● Exercise: Lines with the string "processed" are to be identified in the listing and copied.

● Task data:

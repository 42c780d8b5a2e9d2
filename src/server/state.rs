use crate::adapters::{EsiidClient, LocalStorage, PricingClient, TerritoryClient};
use crate::config::AppConfig;
use crate::core::search::SearchIndex;
use crate::core::ZipMapper;
use crate::domain::ports::{EsiidLookup, PlanSource, Storage, TerritoryLookup};
use crate::server::cache::PlanCache;
use crate::server::rate_limiter::RateLimiter;
use crate::utils::error::Result;
use std::sync::Arc;
use std::time::Instant;

/// Everything the handlers share. Clients are optional; a missing pricing
/// client means plan lists always fall back to estimates.
pub struct AppState {
    pub config: AppConfig,
    pub mapper: ZipMapper,
    pub index: SearchIndex,
    pub plans: Option<Arc<dyn PlanSource>>,
    pub territory: Option<Arc<dyn TerritoryLookup>>,
    pub esiid: Option<Arc<dyn EsiidLookup>>,
    pub plan_cache: PlanCache,
    pub rate_limiter: RateLimiter,
    pub started_at: Instant,
}

impl AppState {
    pub fn new(config: AppConfig, mapper: ZipMapper) -> Self {
        let ttl = config
            .pricing
            .as_ref()
            .map(|p| p.cache_ttl())
            .unwrap_or_default();
        Self {
            index: SearchIndex::build(&mapper),
            plan_cache: PlanCache::new(ttl),
            rate_limiter: RateLimiter::new(&config.rate_limit),
            config,
            mapper,
            plans: None,
            territory: None,
            esiid: None,
            started_at: Instant::now(),
        }
    }

    pub fn with_plan_source(mut self, source: Arc<dyn PlanSource>) -> Self {
        self.plans = Some(source);
        self
    }

    pub fn with_territory(mut self, lookup: Arc<dyn TerritoryLookup>) -> Self {
        self.territory = Some(lookup);
        self
    }

    pub fn with_esiid(mut self, lookup: Arc<dyn EsiidLookup>) -> Self {
        self.esiid = Some(lookup);
        self
    }

    /// Builds the mapper (with overrides) and the configured upstream clients.
    pub async fn from_config(config: AppConfig) -> Result<Arc<Self>> {
        let mut mapper = ZipMapper::with_settings(config.data.mapper_settings());
        if let Some(path) = &config.data.overrides_path {
            let data = LocalStorage::new(".").read_file(path).await?;
            let applied = mapper.load_overrides_csv(&data)?;
            tracing::info!("🔧 Applied {} ZIP overrides from {}", applied, path);
        }
        tracing::info!("🗺️ ZIP table ready with {} entries", mapper.len());

        let pricing = config.pricing.clone();
        let territory = config.territory.clone();
        let esiid = config.esiid.clone();
        let mut state = AppState::new(config, mapper);

        match pricing {
            Some(cfg) => {
                tracing::info!("📡 Pricing API: {}", cfg.endpoint);
                state = state.with_plan_source(Arc::new(PricingClient::new(&cfg)?));
            }
            None => tracing::warn!("⚠️ No pricing API configured; plan lists will use estimates"),
        }
        if let Some(cfg) = territory {
            tracing::info!("📡 Territory API: {}", cfg.endpoint);
            state = state.with_territory(Arc::new(TerritoryClient::new(&cfg)?));
        }
        if let Some(cfg) = esiid {
            tracing::info!("📡 ESIID API: {}", cfg.endpoint);
            state = state.with_esiid(Arc::new(EsiidClient::new(&cfg)?));
        }

        Ok(Arc::new(state))
    }
}
//! HTTP API: routing, middleware stack and graceful shutdown.

pub mod cache;
pub mod middleware;
pub mod rate_limiter;
pub mod response;
pub mod routes;
pub mod state;

use crate::utils::error::{AppError, Result};
use axum::http::header::CONTENT_TYPE;
use axum::http::{HeaderName, HeaderValue, Method};
use axum::middleware::{from_fn, from_fn_with_state};
use axum::routing::get;
use axum::Router;
use std::sync::Arc;
use std::time::Duration;
use tokio::net::TcpListener;
use tokio::signal;
use tower_http::cors::{AllowOrigin, CorsLayer};

pub use state::AppState;

fn cors_layer(origins: &[String]) -> CorsLayer {
    let allow_origin = if origins.iter().any(|o| o == "*") {
        AllowOrigin::any()
    } else {
        AllowOrigin::list(
            origins
                .iter()
                .filter_map(|o| HeaderValue::from_str(o.trim_end_matches('/')).ok()),
        )
    };
    CorsLayer::new()
        .allow_origin(allow_origin)
        .allow_methods([Method::GET, Method::POST, Method::OPTIONS])
        .allow_headers([CONTENT_TYPE, HeaderName::from_static(middleware::REQUEST_ID_HEADER)])
        .expose_headers([HeaderName::from_static(middleware::REQUEST_ID_HEADER)])
        .max_age(Duration::from_secs(60 * 60))
}

/// The full application: routes plus middleware. Layers run outermost first:
/// request context, CORS, security headers, URI limit, rate limit.
pub fn build_router(state: Arc<AppState>) -> Router {
    Router::new()
        .route("/api/health", get(routes::health))
        .route("/api/search", get(routes::search))
        .route("/api/autocomplete", get(routes::autocomplete))
        .route(
            "/api/zip/validate",
            get(routes::zip_validate_get).post(routes::zip_validate_post),
        )
        .route("/api/plans/list", get(routes::plans_list))
        .route("/api/plans/facets", get(routes::plans_facets))
        .route("/api/deregulated-areas", get(routes::deregulated_areas))
        .route("/api/esiid/lookup", axum::routing::post(routes::esiid_lookup))
        .route("/api/tdsp", get(routes::tdsp_registry))
        .fallback(routes::not_found)
        .layer(from_fn_with_state(state.clone(), middleware::rate_limit))
        .layer(from_fn_with_state(state.clone(), middleware::uri_limit))
        .layer(from_fn_with_state(state.clone(), middleware::security_headers))
        .layer(cors_layer(&state.config.server.cors_origins))
        .layer(from_fn(middleware::request_context))
        .with_state(state)
}

pub async fn start_server(state: Arc<AppState>) -> Result<()> {
    let address = state.config.bind_address();
    let app = build_router(state);

    tracing::info!("🔌 Binding to {}", address);
    let listener = TcpListener::bind(&address).await?;
    tracing::info!("🚀 Server running on {}", address);

    axum::serve(listener, app)
        .with_graceful_shutdown(shutdown_signal())
        .await
        .map_err(AppError::IoError)?;

    tracing::info!("👋 Server stopped");
    Ok(())
}

async fn shutdown_signal() {
    let ctrl_c = async {
        match signal::ctrl_c().await {
            Ok(()) => tracing::info!("Received Ctrl+C, shutting down"),
            Err(e) => {
                tracing::error!("Failed to install Ctrl+C handler: {}", e);
                std::future::pending::<()>().await;
            }
        }
    };

    #[cfg(unix)]
    let terminate = async {
        match signal::unix::signal(signal::unix::SignalKind::terminate()) {
            Ok(mut stream) => {
                stream.recv().await;
                tracing::info!("Received terminate signal, shutting down");
            }
            Err(e) => {
                tracing::error!("Failed to install SIGTERM handler: {}", e);
                std::future::pending::<()>().await;
            }
        }
    };

    #[cfg(not(unix))]
    let terminate = std::future::pending::<()>();

    tokio::select! {
        _ = ctrl_c => {},
        _ = terminate => {},
    }
}
use clap::Parser;
use txpower::config::TableArgs;
use txpower::core::zip_mapper::{MapperSettings, DEFAULT_VERIFY_BELOW};
use txpower::utils::error::ErrorSeverity;
use txpower::utils::{logger, validation::Validate};
use txpower::{LocalStorage, TableEngine, ZipTablePipeline};

/// Inputs are read relative to the working directory, not the output root.
fn absolute(path: &str) -> std::io::Result<String> {
    Ok(std::path::absolute(path)?.to_string_lossy().into_owned())
}

#[tokio::main]
async fn main() -> Result<(), Box<dyn std::error::Error>> {
    let mut args = TableArgs::parse();

    // 初始化日誌
    logger::init_cli_logger(args.verbose);
    tracing::info!("Starting ZIP table build");
    if args.verbose {
        tracing::debug!("Table args: {:?}", args);
    }

    // 驗證參數
    if let Err(e) = args.validate() {
        tracing::error!("❌ Configuration validation failed: {}", e);
        tracing::error!("💡 Suggestion: {}", e.recovery_suggestion());
        eprintln!("❌ {}", e.user_friendly_message());
        std::process::exit(1);
    }

    args.input = absolute(&args.input)?;
    if let Some(overrides) = &args.overrides {
        args.overrides = Some(absolute(overrides)?);
    }

    let monitor_enabled = args.monitor;
    if monitor_enabled {
        tracing::info!("🔍 System monitoring enabled");
    }

    // 建立存儲和管道
    let settings = MapperSettings {
        neighbor_window: args.neighbor_window,
        verify_below: DEFAULT_VERIFY_BELOW,
    };
    let storage = LocalStorage::new(args.output_path.clone());
    let output_root = args.output_path.clone();
    let pipeline = ZipTablePipeline::with_settings(storage, args, settings);
    let engine = TableEngine::new_with_monitoring(pipeline, monitor_enabled);

    match engine.run().await {
        Ok((bundle, stats)) => {
            let location = std::path::Path::new(&output_root).join(&bundle);
            tracing::info!("✅ ZIP table build completed");
            tracing::info!("📁 Bundle saved to: {}", location.display());
            println!(
                "✅ Built {} mappings ({} deregulated, {} low confidence, {} rejected)",
                stats.total, stats.deregulated, stats.low_confidence, stats.rejected
            );
            println!("📁 Bundle saved to: {}", location.display());
        }
        Err(e) => {
            tracing::error!(
                "❌ ZIP table build failed: {} (Category: {:?}, Severity: {:?})",
                e,
                e.category(),
                e.severity()
            );
            tracing::error!("💡 Recovery suggestion: {}", e.recovery_suggestion());
            eprintln!("❌ {}", e.user_friendly_message());
            eprintln!("💡 {}", e.recovery_suggestion());

            // 根據錯誤嚴重程度決定退出碼
            let exit_code = match e.severity() {
                ErrorSeverity::Low => 0,
                ErrorSeverity::Medium => 2,
                ErrorSeverity::High => 1,
                ErrorSeverity::Critical => 3,
            };
            if exit_code > 0 {
                std::process::exit(exit_code);
            }
        }
    }

    Ok(())
}
use crate::core::zip_mapper::{MapperSettings, DEFAULT_NEIGHBOR_WINDOW, DEFAULT_VERIFY_BELOW};
use crate::utils::error::{AppError, Result};
use crate::utils::logger::LogFormat;
use crate::utils::validation::{
    validate_non_empty_string, validate_path, validate_positive_number, validate_range,
    validate_url, Validate,
};
use regex::Regex;
use serde::{Deserialize, Serialize};
use std::path::Path;
use std::sync::LazyLock;
use std::time::Duration;

static ENV_VAR: LazyLock<Regex> =
    LazyLock::new(|| Regex::new(r"\$\{([A-Za-z_][A-Za-z0-9_]*)\}").unwrap());

/// Service configuration. Every section is optional in the file; missing
/// values fall back to the defaults below.
#[derive(Debug, Clone, Default, Serialize, Deserialize)]
#[serde(default)]
pub struct AppConfig {
    pub server: ServerConfig,
    pub logging: LoggingConfig,
    pub pricing: Option<UpstreamConfig>,
    pub territory: Option<UpstreamConfig>,
    pub esiid: Option<UpstreamConfig>,
    pub data: DataConfig,
    pub rate_limit: RateLimitConfig,
    pub security: SecurityConfig,
}

#[derive(Debug, Clone, Serialize, Deserialize)]
#[serde(default)]
pub struct ServerConfig {
    pub host: String,
    pub port: u16,
    pub cors_origins: Vec<String>,
    pub max_uri_bytes: usize,
}

impl Default for ServerConfig {
    fn default() -> Self {
        Self {
            host: "0.0.0.0".to_string(),
            port: 3000,
            cors_origins: Vec::new(),
            max_uri_bytes: 2048,
        }
    }
}

#[derive(Debug, Clone, Serialize, Deserialize)]
#[serde(default)]
pub struct LoggingConfig {
    pub format: String,
    pub verbose: bool,
}

impl Default for LoggingConfig {
    fn default() -> Self {
        Self {
            format: "compact".to_string(),
            verbose: false,
        }
    }
}

/// Connection settings shared by the pricing, territory and ESIID clients.
#[derive(Debug, Clone, Serialize, Deserialize)]
#[serde(default)]
pub struct UpstreamConfig {
    pub endpoint: String,
    pub api_key: Option<String>,
    pub timeout_seconds: u64,
    pub retry_attempts: u32,
    pub retry_delay_ms: u64,
    /// Only used by the pricing client.
    pub cache_ttl_seconds: u64,
}

impl Default for UpstreamConfig {
    fn default() -> Self {
        Self {
            endpoint: String::new(),
            api_key: None,
            timeout_seconds: 10,
            retry_attempts: 2,
            retry_delay_ms: 250,
            cache_ttl_seconds: 300,
        }
    }
}

impl UpstreamConfig {
    pub fn with_endpoint(endpoint: impl Into<String>) -> Self {
        Self {
            endpoint: endpoint.into(),
            ..Self::default()
        }
    }

    pub fn timeout(&self) -> Duration {
        Duration::from_secs(self.timeout_seconds)
    }

    pub fn cache_ttl(&self) -> Duration {
        Duration::from_secs(self.cache_ttl_seconds)
    }

    /// API key with unresolved `${VAR}` placeholders treated as absent.
    pub fn resolved_api_key(&self) -> Option<&str> {
        self.api_key
            .as_deref()
            .map(str::trim)
            .filter(|k| !k.is_empty() && !ENV_VAR.is_match(k))
    }

    fn validate_section(&self, section: &str) -> Result<()> {
        validate_url(&format!("{}.endpoint", section), &self.endpoint)?;
        validate_range(&format!("{}.timeout_seconds", section), self.timeout_seconds, 1, 120)?;
        validate_range(&format!("{}.retry_attempts", section), self.retry_attempts, 0, 10)?;
        validate_range(&format!("{}.retry_delay_ms", section), self.retry_delay_ms, 1, 60_000)?;
        Ok(())
    }
}

#[derive(Debug, Clone, Serialize, Deserialize)]
#[serde(default)]
pub struct DataConfig {
    /// Optional override CSV applied over the built-in ZIP table at startup.
    pub overrides_path: Option<String>,
    pub neighbor_window: u32,
    /// Mappings below this confidence are checked with the territory service.
    pub verify_below: u8,
}

impl Default for DataConfig {
    fn default() -> Self {
        Self {
            overrides_path: None,
            neighbor_window: DEFAULT_NEIGHBOR_WINDOW,
            verify_below: DEFAULT_VERIFY_BELOW,
        }
    }
}

impl DataConfig {
    pub fn mapper_settings(&self) -> MapperSettings {
        MapperSettings {
            neighbor_window: self.neighbor_window,
            verify_below: self.verify_below,
        }
    }
}

#[derive(Debug, Clone, Serialize, Deserialize)]
#[serde(default)]
pub struct RateLimitConfig {
    pub enabled: bool,
    pub capacity: u32,
    pub refill_per_sec: f64,
}

impl Default for RateLimitConfig {
    fn default() -> Self {
        Self {
            enabled: true,
            capacity: 60,
            refill_per_sec: 1.0,
        }
    }
}

#[derive(Debug, Clone, Serialize, Deserialize)]
#[serde(default)]
pub struct SecurityConfig {
    pub hsts: bool,
    pub hsts_max_age_secs: u64,
    pub frame_ancestors: String,
}

impl Default for SecurityConfig {
    fn default() -> Self {
        Self {
            hsts: false,
            hsts_max_age_secs: 31_536_000,
            frame_ancestors: "'none'".to_string(),
        }
    }
}

impl AppConfig {
    pub fn from_file<P: AsRef<Path>>(path: P) -> Result<Self> {
        let content = std::fs::read_to_string(&path)?;
        Self::from_toml_str(&content)
    }

    pub fn from_toml_str(content: &str) -> Result<Self> {
        let processed = substitute_env_vars(content, |name| std::env::var(name).ok());
        toml::from_str(&processed).map_err(|e| AppError::ConfigError {
            message: format!("TOML parsing error: {}", e),
        })
    }

    /// Applies environment overrides on top of file values.
    pub fn apply_env(&mut self) -> Result<()> {
        self.apply_env_from(|name| std::env::var(name).ok())
    }

    pub fn apply_env_from<F>(&mut self, lookup: F) -> Result<()>
    where
        F: Fn(&str) -> Option<String>,
    {
        let lookup = |name: &str| lookup(name).filter(|v| !v.trim().is_empty());

        for (section, url_var, key_var) in [
            ("pricing", "PRICING_API_URL", "PRICING_API_KEY"),
            ("territory", "TERRITORY_API_URL", "TERRITORY_API_KEY"),
            ("esiid", "ESIID_API_URL", "ESIID_API_KEY"),
        ] {
            let slot = match section {
                "pricing" => &mut self.pricing,
                "territory" => &mut self.territory,
                _ => &mut self.esiid,
            };
            if let Some(url) = lookup(url_var) {
                slot.get_or_insert_with(UpstreamConfig::default).endpoint = url;
            }
            if let Some(key) = lookup(key_var) {
                match slot {
                    Some(upstream) => upstream.api_key = Some(key),
                    None => tracing::warn!("⚠️ {} is set but {} has no endpoint", key_var, section),
                }
            }
        }

        if let Some(port) = lookup("TXPOWER_PORT") {
            self.server.port = port.parse().map_err(|_| AppError::InvalidConfigValueError {
                field: "TXPOWER_PORT".to_string(),
                value: port.clone(),
                reason: "must be a port number".to_string(),
            })?;
        }
        if let Some(format) = lookup("TXPOWER_LOG_FORMAT") {
            self.logging.format = format;
        }
        Ok(())
    }

    pub fn log_format(&self) -> LogFormat {
        LogFormat::parse(&self.logging.format).unwrap_or(LogFormat::Compact)
    }

    pub fn bind_address(&self) -> String {
        format!("{}:{}", self.server.host, self.server.port)
    }
}

/// Replaces `${VAR}` with the variable's value. Unknown variables are left
/// as-is so validation can report them.
pub fn substitute_env_vars<F>(content: &str, lookup: F) -> String
where
    F: Fn(&str) -> Option<String>,
{
    ENV_VAR
        .replace_all(content, |caps: &regex::Captures| {
            lookup(&caps[1]).unwrap_or_else(|| caps[0].to_string())
        })
        .into_owned()
}

impl Validate for AppConfig {
    fn validate(&self) -> Result<()> {
        validate_non_empty_string("server.host", &self.server.host)?;
        validate_positive_number("server.port", self.server.port as usize, 1)?;
        validate_range("server.max_uri_bytes", self.server.max_uri_bytes, 256, 16_384)?;
        for origin in &self.server.cors_origins {
            if origin != "*" {
                validate_url("server.cors_origins", origin)?;
            }
        }

        if LogFormat::parse(&self.logging.format).is_none() {
            return Err(AppError::InvalidConfigValueError {
                field: "logging.format".to_string(),
                value: self.logging.format.clone(),
                reason: "expected 'compact' or 'json'".to_string(),
            });
        }

        if let Some(pricing) = &self.pricing {
            pricing.validate_section("pricing")?;
            validate_range("pricing.cache_ttl_seconds", pricing.cache_ttl_seconds, 0, 86_400)?;
        }
        if let Some(territory) = &self.territory {
            territory.validate_section("territory")?;
        }
        if let Some(esiid) = &self.esiid {
            esiid.validate_section("esiid")?;
        }

        if let Some(path) = &self.data.overrides_path {
            validate_path("data.overrides_path", path)?;
        }
        validate_range("data.neighbor_window", self.data.neighbor_window, 1, 100)?;
        validate_range("data.verify_below", self.data.verify_below, 0, 100)?;

        if self.rate_limit.enabled {
            validate_positive_number("rate_limit.capacity", self.rate_limit.capacity as usize, 1)?;
            if !(self.rate_limit.refill_per_sec.is_finite() && self.rate_limit.refill_per_sec > 0.0) {
                return Err(AppError::InvalidConfigValueError {
                    field: "rate_limit.refill_per_sec".to_string(),
                    value: self.rate_limit.refill_per_sec.to_string(),
                    reason: "must be a positive number".to_string(),
                });
            }
        }
        Ok(())
    }
}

● Result:
        let processed = substitute_env_vars(content, |name| std::env::var(name).ok());
        toml::from_str(&processed).map_err(|e| AppError::ConfigError {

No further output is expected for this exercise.